* About this exercise *
Scan the entries below. List each line with "space".

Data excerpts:
────

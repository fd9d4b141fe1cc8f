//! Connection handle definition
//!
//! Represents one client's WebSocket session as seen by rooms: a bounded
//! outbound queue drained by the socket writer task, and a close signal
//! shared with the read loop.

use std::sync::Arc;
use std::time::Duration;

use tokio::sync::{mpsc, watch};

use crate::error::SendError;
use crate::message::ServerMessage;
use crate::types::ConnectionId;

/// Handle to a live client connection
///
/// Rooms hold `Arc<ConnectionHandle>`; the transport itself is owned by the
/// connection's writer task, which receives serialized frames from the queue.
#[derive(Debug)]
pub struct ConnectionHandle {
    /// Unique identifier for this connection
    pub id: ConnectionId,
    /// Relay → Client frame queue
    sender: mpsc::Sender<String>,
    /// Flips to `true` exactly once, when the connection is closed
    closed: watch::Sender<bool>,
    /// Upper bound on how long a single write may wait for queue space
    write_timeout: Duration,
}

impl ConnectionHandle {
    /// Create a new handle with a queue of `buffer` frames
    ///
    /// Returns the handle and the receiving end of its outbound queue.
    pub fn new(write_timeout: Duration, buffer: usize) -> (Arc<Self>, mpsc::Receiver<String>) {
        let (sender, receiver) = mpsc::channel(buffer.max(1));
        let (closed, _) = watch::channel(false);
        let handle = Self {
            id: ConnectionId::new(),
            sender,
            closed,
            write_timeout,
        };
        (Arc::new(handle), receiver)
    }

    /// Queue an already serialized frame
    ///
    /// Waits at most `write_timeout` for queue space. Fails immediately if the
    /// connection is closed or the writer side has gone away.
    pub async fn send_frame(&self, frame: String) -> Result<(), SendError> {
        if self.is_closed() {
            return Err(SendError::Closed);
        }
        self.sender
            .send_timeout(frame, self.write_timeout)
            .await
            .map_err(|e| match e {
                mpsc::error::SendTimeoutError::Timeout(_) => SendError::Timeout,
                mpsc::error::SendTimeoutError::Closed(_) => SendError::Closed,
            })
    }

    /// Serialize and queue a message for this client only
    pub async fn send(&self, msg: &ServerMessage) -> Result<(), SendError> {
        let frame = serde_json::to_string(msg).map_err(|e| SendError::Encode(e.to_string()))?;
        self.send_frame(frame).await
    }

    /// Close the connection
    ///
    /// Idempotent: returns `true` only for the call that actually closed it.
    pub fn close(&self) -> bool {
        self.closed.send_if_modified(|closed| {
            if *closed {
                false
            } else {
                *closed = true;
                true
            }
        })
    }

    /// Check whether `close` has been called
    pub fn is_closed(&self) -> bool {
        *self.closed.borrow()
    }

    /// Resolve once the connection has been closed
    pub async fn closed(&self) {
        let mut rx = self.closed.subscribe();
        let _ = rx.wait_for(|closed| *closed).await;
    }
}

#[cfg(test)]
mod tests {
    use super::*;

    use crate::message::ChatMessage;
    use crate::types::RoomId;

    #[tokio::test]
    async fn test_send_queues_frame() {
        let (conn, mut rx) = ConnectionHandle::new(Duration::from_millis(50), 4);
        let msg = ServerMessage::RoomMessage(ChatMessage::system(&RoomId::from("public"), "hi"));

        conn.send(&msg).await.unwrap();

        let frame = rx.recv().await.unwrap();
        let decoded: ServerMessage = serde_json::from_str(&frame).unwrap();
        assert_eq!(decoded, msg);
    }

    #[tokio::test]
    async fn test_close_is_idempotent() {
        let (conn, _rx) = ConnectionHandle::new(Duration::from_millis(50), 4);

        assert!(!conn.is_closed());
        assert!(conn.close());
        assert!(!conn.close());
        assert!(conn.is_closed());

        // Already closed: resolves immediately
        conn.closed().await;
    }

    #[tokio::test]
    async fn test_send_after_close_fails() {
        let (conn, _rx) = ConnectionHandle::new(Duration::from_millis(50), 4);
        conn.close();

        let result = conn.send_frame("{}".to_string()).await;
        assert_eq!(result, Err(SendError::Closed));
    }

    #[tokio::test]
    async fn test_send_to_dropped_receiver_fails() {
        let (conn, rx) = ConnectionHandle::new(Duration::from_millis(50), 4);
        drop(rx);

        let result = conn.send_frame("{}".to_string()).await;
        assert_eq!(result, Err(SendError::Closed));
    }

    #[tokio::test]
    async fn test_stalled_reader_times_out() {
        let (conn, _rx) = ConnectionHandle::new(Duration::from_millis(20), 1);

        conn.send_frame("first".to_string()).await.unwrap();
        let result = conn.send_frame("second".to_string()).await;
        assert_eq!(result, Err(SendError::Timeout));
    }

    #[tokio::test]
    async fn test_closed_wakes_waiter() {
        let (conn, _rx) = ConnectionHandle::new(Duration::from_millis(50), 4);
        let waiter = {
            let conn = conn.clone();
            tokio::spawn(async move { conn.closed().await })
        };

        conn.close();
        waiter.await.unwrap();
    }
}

────

* Solved problem *
    /// Upper bound on how long a single write may wait for queue space
    /// Waits at most `write_timeout` for queue space. Fails immediately if the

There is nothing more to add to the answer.